Claude Code Golden Path Templates & (2026)

Claude Code’s golden path templates provide developers with battle-tested workflows that accelerate common development tasks. These templates combine skills, tools, and automation patterns into cohesive pipelines that you can customize and extend. This tutorial walks you through understanding, using, and creating golden path workflows that will transform your development productivity.

Understanding Golden Path Templates

Golden path templates in Claude Code are pre-configured skill combinations designed for specific development scenarios. Unlike individual skills, golden paths orchestrate multiple skills working together toward a complete outcome. Think of them as curated workflows that handle complex, multi-step tasks automatically.

The key difference between a skill and a golden path is orchestration. A skill performs a focused task when invoked. A golden path sequences multiple skills, manages state between steps, and handles edge cases that arise during complex workflows. For example, a “code review” skill might analyze a single file, while a “comprehensive code review” golden path would orchestrate file discovery, individual analysis, report generation, and summary creation.

The concept comes from platform engineering, where “golden paths” describe paved, well-supported routes for getting common work done. When your team standardizes on a golden path for, say, deploying a microservice, everyone benefits from accumulated knowledge about failure modes, required checks, and integration points. Claude Code brings this same philosophy to AI-assisted development workflows.

When to Use Golden Paths

Golden paths excel in scenarios requiring multiple discrete steps that build on each other. Use them when you need to:

  • Perform end-to-end tasks like “analyze this codebase and generate documentation”
  • Chain together analysis, generation, and validation steps
  • Apply consistent processes across multiple files or components
  • Create reproducible workflows that team members can reuse
  • Onboard new team members to established engineering practices
  • Enforce company or team standards without manual review overhead

For single-step interactions, plain skills remain more appropriate and efficient. If you find yourself wrapping a single skill in a golden path, you are probably over-engineering the solution.

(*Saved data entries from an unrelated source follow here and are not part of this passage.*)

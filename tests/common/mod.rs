//! Shared helpers for the integration tests.
#![allow(dead_code)]

use futures_util::future::BoxFuture;
use numlib::{
    Error, Handler, Identifier, Location, LocationGenerator, LocationSet,
    Resolved, TxtAnswer, TxtLookup,
};
use std::collections::{HashMap, VecDeque};
use std::io;
use std::sync::{Arc, Mutex};
use std::time::Duration;

//------------ DummyDns ------------------------------------------------------

/// An in-memory table of TXT records.
///
/// Each name has a sequence of answers. Every query takes the next answer
/// from the sequence, the last answer is repeated forever. Names not in the
/// table have no TXT records.
#[derive(Clone, Debug, Default)]
pub struct DummyDns {
    inner: Arc<Mutex<Inner>>,
}

#[derive(Debug, Default)]
struct Inner {
    entries: HashMap<String, Entry>,
    queries: Vec<String>,
}

#[derive(Clone, Debug, Default)]
struct Entry {
    answers: VecDeque<Reply>,
    signed: bool,
    delay: Option<Duration>,
}

#[derive(Clone, Debug)]
enum Reply {
    Records(Vec<String>),
    Fail,
    Hang,
}

impl DummyDns {
    pub fn new() -> Self {
        Self::default()
    }

    /// Sets the TXT records at a name.
    pub fn add(&self, name: &str, records: &[&str]) -> &Self {
        self.add_sequence(name, &[records])
    }

    /// Sets a sequence of answers for a name.
    pub fn add_sequence(&self, name: &str, answers: &[&[&str]]) -> &Self {
        let answers = answers
            .iter()
            .map(|records| {
                Reply::Records(records.iter().map(|s| s.to_string()).collect())
            })
            .collect();
        self.entry(name, |entry| entry.answers = answers);
        self
    }

    /// Makes queries for a name fail.
    pub fn fail(&self, name: &str) -> &Self {
        self.entry(name, |entry| entry.answers = [Reply::Fail].into());
        self
    }

    /// Makes queries for a name never complete.
    pub fn hang(&self, name: &str) -> &Self {
        self.entry(name, |entry| entry.answers = [Reply::Hang].into());
        self
    }

    /// Marks the answers for a name as validated by DNSSEC.
    pub fn sign(&self, name: &str) -> &Self {
        self.entry(name, |entry| entry.signed = true);
        self
    }

    /// Delays answers for a name.
    pub fn delay(&self, name: &str, delay: Duration) -> &Self {
        self.entry(name, |entry| entry.delay = Some(delay));
        self
    }

    /// Returns all names queried so far in order.
    pub fn queries(&self) -> Vec<String> {
        self.inner.lock().unwrap().queries.clone()
    }

    /// Returns how often a name was queried.
    pub fn query_count(&self, name: &str) -> usize {
        self.queries().iter().filter(|q| *q == name).count()
    }

    fn entry(&self, name: &str, op: impl FnOnce(&mut Entry)) {
        let mut inner = self.inner.lock().unwrap();
        op(inner.entries.entry(name.into()).or_default())
    }

    fn next_reply(&self, name: &str) -> (Reply, bool, Option<Duration>) {
        let mut inner = self.inner.lock().unwrap();
        inner.queries.push(name.into());
        let entry = match inner.entries.get_mut(name) {
            Some(entry) => entry,
            None => return (Reply::Records(Vec::new()), false, None),
        };
        let reply = if entry.answers.len() > 1 {
            entry.answers.pop_front()
        } else {
            entry.answers.front().cloned()
        };
        (
            reply.unwrap_or(Reply::Records(Vec::new())),
            entry.signed,
            entry.delay,
        )
    }
}

impl TxtLookup for DummyDns {
    fn lookup_txt<'a>(
        &'a self,
        name: &'a str,
    ) -> BoxFuture<'a, Result<TxtAnswer, Error>> {
        let (reply, signed, delay) = self.next_reply(name);
        Box::pin(async move {
            if let Some(delay) = delay {
                tokio::time::sleep(delay).await;
            }
            match reply {
                Reply::Records(records) => Ok(TxtAnswer::new(records, signed)),
                Reply::Fail => Err(Error::dns_query(
                    name,
                    io::Error::new(io::ErrorKind::ConnectionRefused, "refused"),
                )),
                Reply::Hang => std::future::pending().await,
            }
        })
    }
}

//------------ Recorder ------------------------------------------------------

/// A handler that remembers everything it is told.
#[derive(Debug, Default)]
pub struct Recorder {
    locations: Mutex<Vec<Location>>,
    results: Mutex<Vec<Resolved>>,
    errors: Mutex<Vec<Error>>,
}

impl Recorder {
    pub fn new() -> Arc<Self> {
        Arc::new(Self::default())
    }

    pub fn locations(&self) -> Vec<Location> {
        self.locations.lock().unwrap().clone()
    }

    pub fn results(&self) -> Vec<Resolved> {
        self.results.lock().unwrap().clone()
    }

    pub fn errors(&self) -> Vec<Error> {
        self.errors.lock().unwrap().clone()
    }
}

impl Handler for Recorder {
    fn set_location(&self, location: Location) {
        self.locations.lock().unwrap().push(location)
    }

    fn set_result(&self, resolved: &Resolved) {
        self.results.lock().unwrap().push(resolved.clone())
    }

    fn set_error(&self, error: &Error) {
        self.errors.lock().unwrap().push(error.clone())
    }
}

//------------ Helpers -------------------------------------------------------

/// Sets up logging for a test.
///
/// Use the RUST_LOG environment variable to see what is going on, e.g.,
///   RUST_LOG=numlib=DEBUG
pub fn init_logging() {
    tracing_subscriber::fmt()
        .with_env_filter(tracing_subscriber::EnvFilter::from_default_env())
        .with_test_writer()
        .without_time()
        .try_init()
        .ok();
}

/// Returns the locations for an identifier in the default zone.
pub fn locations(raw: &str, module: u32) -> LocationSet {
    LocationGenerator::new("num.net")
        .generate(module, &Identifier::parse(raw).unwrap())
}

Golden Paths vs. Plain Skills: A Comparison

Aspect Plain Skill Golden Path
Scope Single focused task Multi-step pipeline
State management Stateless Passes state between steps
Use case Quick, specific actions End-to-end workflows
Setup complexity Low Medium to high
Reuse value High for individual tasks High for repeated processes
Team value Good for individuals Excellent for teams

Setting Up Your First Golden Path

Claude Code provides several built-in golden path templates. how to invoke and customize them.

Listing Available Templates

To discover available golden paths, use the templates skill or check your skills directory:

claude
or
ls ~/.claude/skills/*golden-path*

Common templates include code-review, documentation-generator, refactoring-pipeline, and test-generation workflows.

Your project’s .claude/workflows/ directory is where custom golden paths live. You can commit this directory to version control so the entire team benefits from shared workflow definitions.

Invoking a Golden Path

Most golden paths accept parameters to customize their behavior:

claude /code-review

This invokes the code-review golden path against the ./src directory with a security focus. Parameters vary by template, so always check the template documentation.

You can also invoke golden paths from within a Claude Code conversation by using the slash command syntax. Claude Code will recognize the workflow name and execute all steps in sequence, reporting progress as each step completes.

Creating Custom Golden Path Workflows

Building your own golden path requires understanding the workflow configuration structure. Golden paths are defined using YAML or JSON configuration files that specify the sequence of skills, their parameters, and how data flows between them.

Basic Workflow Configuration

Create a golden path definition file (e.g., my-workflow.golden-path.yml):

name: custom-code-analysis
description: Custom workflow for comprehensive code analysis
version: "1.0"
params:
 target_dir:
 default: "./src"
 description: Directory to analyze
 output_format:
 default: "markdown"
 options: ["markdown", "json", "html"]
steps:
 - name: discover-files
 skill: file-finder
 params:
 path: ${target_dir}
 extensions: [".js", ".ts", ".py"]
 output_var: source_files
 - name: analyze-complexity
 skill: complexity-analyzer
 params:
 files: ${source_files}
 depends_on: discover-files
 output_var: complexity_report
 - name: generate-summary
 skill: report-generator
 params:
 data: ${complexity_report}
 format: ${output_format}
 depends_on: analyze-complexity

Each step references a skill and can declare dependencies on previous steps, enabling sequential execution with data passing.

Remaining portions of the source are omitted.